Alex

Mechanical Sympathy (Video 34)

Optimisation of software systems can be thought of at different layers / levels of top-down refinement
1. Architecture (cloud vs bare metal, latency etc.)
2. Design (algorithms, concurrency, layers of abstraction)
3. Implementation (programming language, memory use)
Mechanical sympathy plays a role in the implementation, and is about making software that works with the machine, not against it
- Basically making software suck less
This idea only really relates to compiled languages, interpreted less so

The cost of computational work is driven by the cost of reading memory
CPUs have caches built in that help improve efficiency
Caching imposes some cost
- Memory access by the cache line, typically 64 bytes wide (this is the unit of data read from main memory, not 1 byte but 64)
- Multi core caches require cash coherency mechanisms to ensure no race conditions - this is done in hardware
Caches exploit locality
- In space - if you use something you’re likely to use something next to it
- In time - access implies we’re likely to access again soon
Caching is most effective when we use entire cache lines, and when we access memory in predictable patterns
To get our best performance, we should keep things in contiguous memory and access them sequentially
Non sequential access patterns are things like calling functions, and chasing pointers
Calling lots of short methods via dynamic dispatch (which Go uses to determine which method to call on an interface) is very expensive and is a code smell; usually implying too many layers of abstraction
Synchronisation has two costs - the cost to synchronise and the impact of contention (creating a hot spot)

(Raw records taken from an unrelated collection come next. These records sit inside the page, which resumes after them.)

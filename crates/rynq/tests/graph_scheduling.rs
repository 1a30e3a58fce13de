//! Dependency ordering, cycle rejection and failure propagation

mod common;

use proptest::prelude::*;
use rynq::platform::SimulatedBus;
use rynq::{
    Accelerator, Error, ExecutionGraph, ExecutionStream, NodeId, NodeState, StatusCode, StreamParameters,
    StreamState,
};
use std::sync::Arc;

const WINDOW: usize = 0x100;

fn stream(name: &str) -> ExecutionStream {
    ExecutionStream::new(ExecutionGraph::new(), StreamParameters::named(name)).unwrap()
}

/// Node `i` writes `i` into register `4 * i`
fn build_dag(accel: &Accelerator, graph: &ExecutionGraph, edges: &[Vec<usize>]) -> Vec<Vec<NodeId>> {
    let mut dependencies = Vec::with_capacity(edges.len());
    let mut ids = Vec::with_capacity(edges.len());
    for (i, picks) in edges.iter().enumerate() {
        let deps: Vec<NodeId> = if i == 0 {
            Vec::new()
        } else {
            picks.iter().map(|p| ids[p % i]).collect()
        };
        let id = accel
            .enqueue_write(graph, 4 * i as u64, &(i as u32).to_le_bytes(), &deps)
            .unwrap();
        assert_eq!(id, NodeId::new(i));
        ids.push(id);
        dependencies.push(deps);
    }
    dependencies
}

fn position(order: &[NodeId], id: NodeId) -> Option<usize> {
    order.iter().position(|&n| n == id)
}

fn dag_edges() -> impl Strategy<Value = Vec<Vec<usize>>> {
    prop::collection::vec(prop::collection::vec(any::<usize>(), 0..4), 1..32)
}

proptest! {
    #![proptest_config(ProptestConfig::with_cases(64))]

    #[test]
    fn every_node_is_issued_once_after_its_dependencies(edges in dag_edges()) {
        let bus = Arc::new(SimulatedBus::new(WINDOW));
        let accel = Accelerator::from_bus(bus.clone());
        let stream = stream("prop");
        let dependencies = build_dag(&accel, stream.graph(), &edges);

        let status = stream.sync();
        prop_assert!(status.is_ok(), "{}", status.message());
        prop_assert_eq!(status.retval(), edges.len() as i64);

        let order = stream.graph().issue_order();
        prop_assert_eq!(order.len(), edges.len());
        let mut seen = order.clone();
        seen.sort();
        seen.dedup();
        prop_assert_eq!(seen.len(), edges.len());

        for (i, deps) in dependencies.iter().enumerate() {
            let at = position(&order, NodeId::new(i)).unwrap();
            for dep in deps {
                prop_assert!(position(&order, *dep).unwrap() < at);
            }
            prop_assert_eq!(stream.graph().state(NodeId::new(i)).unwrap(), NodeState::Completed);
            prop_assert_eq!(bus.peek(4 * i, 4), (i as u32).to_le_bytes().to_vec());
        }
    }

    #[test]
    fn a_failure_poisons_exactly_its_dependents(edges in dag_edges(), pick in any::<usize>()) {
        let bus = Arc::new(SimulatedBus::new(WINDOW));
        let accel = Accelerator::from_bus(bus.clone());
        let stream = stream("prop-fail");
        let dependencies = build_dag(&accel, stream.graph(), &edges);

        let failing = pick % edges.len();
        bus.inject_fault(4 * failing as u64, 4);

        // Dependencies always have lower ids, so one forward pass finds
        // every transitive dependent
        let mut doomed = vec![false; edges.len()];
        for i in 0..edges.len() {
            doomed[i] = i == failing || dependencies[i].iter().any(|d| doomed[d.index()]);
        }

        let status = stream.sync();
        prop_assert_eq!(status.code(), StatusCode::RegisterIoError);
        prop_assert_eq!(stream.state(), StreamState::Failed);

        let order = stream.graph().issue_order();
        for i in 0..edges.len() {
            let id = NodeId::new(i);
            let state = stream.graph().state(id).unwrap();
            if doomed[i] {
                prop_assert_eq!(state, NodeState::Failed);
                prop_assert_eq!(position(&order, id).is_some(), i == failing);
            } else {
                prop_assert_eq!(state, NodeState::Completed);
                prop_assert!(position(&order, id).is_some());
            }
        }
    }
}

#[test]
fn test_ready_nodes_issue_lowest_id_first() {
    let accel = Accelerator::from_bus(Arc::new(SimulatedBus::new(WINDOW)));
    let stream = stream("order");
    let graph = stream.graph();

    let a = accel.enqueue_write(graph, 0x00, &[1, 0, 0, 0], &[]).unwrap();
    let b = accel.enqueue_write(graph, 0x04, &[2, 0, 0, 0], &[]).unwrap();
    let c = accel.enqueue_write(graph, 0x08, &[3, 0, 0, 0], &[a]).unwrap();
    let d = accel.enqueue_write(graph, 0x0C, &[4, 0, 0, 0], &[]).unwrap();

    assert!(stream.sync().is_ok());
    assert_eq!(graph.issue_order(), vec![a, b, c, d]);
}

#[test]
fn test_cycle_is_rejected_and_graph_unchanged() {
    let accel = Accelerator::from_bus(Arc::new(SimulatedBus::new(WINDOW)));
    let stream = stream("cycle");
    let graph = stream.graph();

    let a = accel.enqueue_write(graph, 0x00, &[1, 0, 0, 0], &[]).unwrap();
    let b = accel.enqueue_write(graph, 0x04, &[2, 0, 0, 0], &[a]).unwrap();
    let c = accel.enqueue_write(graph, 0x08, &[3, 0, 0, 0], &[b]).unwrap();

    assert_eq!(
        graph.add_dependency(a, c),
        Err(Error::CycleDetected { node: a, dependency: c })
    );
    assert_eq!(
        graph.add_dependency(b, b),
        Err(Error::CycleDetected { node: b, dependency: b })
    );
    assert!(graph.dependencies(a).unwrap().is_empty());
    assert_eq!(graph.dependencies(b).unwrap(), vec![a]);
    assert_eq!(graph.state(a).unwrap(), NodeState::Ready);

    assert!(stream.sync().is_ok());
    assert_eq!(graph.issue_order(), vec![a, b, c]);
}

#[test]
fn test_added_dependency_delays_a_ready_node() {
    let accel = Accelerator::from_bus(Arc::new(SimulatedBus::new(WINDOW)));
    let stream = stream("late-edge");
    let graph = stream.graph();

    let a = accel.enqueue_write(graph, 0x00, &[1, 0, 0, 0], &[]).unwrap();
    let b = accel.enqueue_write(graph, 0x04, &[2, 0, 0, 0], &[]).unwrap();
    graph.add_dependency(a, b).unwrap();
    assert_eq!(graph.state(a).unwrap(), NodeState::Pending);
    // Repeating an existing edge changes nothing
    graph.add_dependency(a, b).unwrap();
    assert_eq!(graph.dependencies(a).unwrap(), vec![b]);

    assert!(stream.sync().is_ok());
    assert_eq!(graph.issue_order(), vec![b, a]);
}

#[test]
fn test_unknown_dependency_inserts_nothing() {
    let accel = Accelerator::from_bus(Arc::new(SimulatedBus::new(WINDOW)));
    let graph = ExecutionGraph::new();
    let err = accel
        .enqueue_write(&graph, 0, &[0, 0, 0, 0], &[NodeId::new(7)])
        .unwrap_err();
    assert_eq!(err, Error::UnknownNode(NodeId::new(7)));
    assert!(graph.is_empty());
}

#[test]
fn test_failure_spares_independent_siblings() {
    common::init_tracing();
    let bus = Arc::new(SimulatedBus::new(WINDOW));
    let accel = Accelerator::from_bus(bus.clone());
    let stream = stream("siblings");
    let graph = stream.graph();
    bus.inject_fault(0x00, 4);

    let a = accel.enqueue_write(graph, 0x00, &[1, 0, 0, 0], &[]).unwrap();
    let b = accel.enqueue_write(graph, 0x04, &[2, 0, 0, 0], &[a]).unwrap();
    let c = accel.enqueue_write(graph, 0x08, &[3, 0, 0, 0], &[]).unwrap();
    let (d, value) = accel.enqueue_read(graph, 0x08, 4, &[c]).unwrap();

    let status = stream.sync();
    assert_eq!(status.code(), StatusCode::RegisterIoError);
    assert_eq!(stream.last_error(), Some(Error::io("bus fault at 0x0")));

    assert_eq!(graph.state(a).unwrap(), NodeState::Failed);
    assert_eq!(graph.state(b).unwrap(), NodeState::Failed);
    assert_eq!(graph.state(c).unwrap(), NodeState::Completed);
    assert_eq!(graph.state(d).unwrap(), NodeState::Completed);
    assert_eq!(value.value::<u32>().unwrap(), 3);

    assert!(!graph.issue_order().contains(&b));
    assert_eq!(bus.peek(0x04, 4), vec![0; 4]);
    let cause = graph.status(b).unwrap().unwrap();
    assert!(cause.message().contains("dependency #0 failed"), "{}", cause.message());
}

#[test]
fn test_node_added_after_failed_dependency_is_failed_immediately() {
    let bus = Arc::new(SimulatedBus::new(WINDOW));
    let accel = Accelerator::from_bus(bus.clone());
    let graph = ExecutionGraph::new();
    let stream = ExecutionStream::new(graph.clone(), StreamParameters::named("late")).unwrap();
    bus.inject_fault(0x00, 4);

    let a = accel.enqueue_write(&graph, 0x00, &[1, 0, 0, 0], &[]).unwrap();
    assert_eq!(stream.sync_node(a).code(), StatusCode::RegisterIoError);
    assert!(!stream.sync().is_ok());
    assert_eq!(graph.state(a).unwrap(), NodeState::Failed);

    // The stream is terminal now; new work needs a reset first
    assert!(matches!(
        accel.enqueue_write(&graph, 0x04, &[0; 4], &[a]),
        Err(Error::ExecutionFailed(_))
    ));
}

False sharing occurs when we have two variables that are being used by two different cores, where both variables are on the same cache line
Since we can’t have two cores writing to the same cache line at the same time, the cache is invalidated
This is made worse when the variables are heavily accessed - caching is thrown out the window and we have to use main memory which is slower
This is difficult to spot since there won’t be a code-level race condition between the variables, it just happens that they sit in the same cache line and the hardware synchronisation of this slows things down

Disk access, GC, virtual memory and it’s cache, context switching between processes
The only real thing you can control is GC - reduce unnecessary allocations, reduce embedded pointers in objects
Sometimes you actually want a larger heap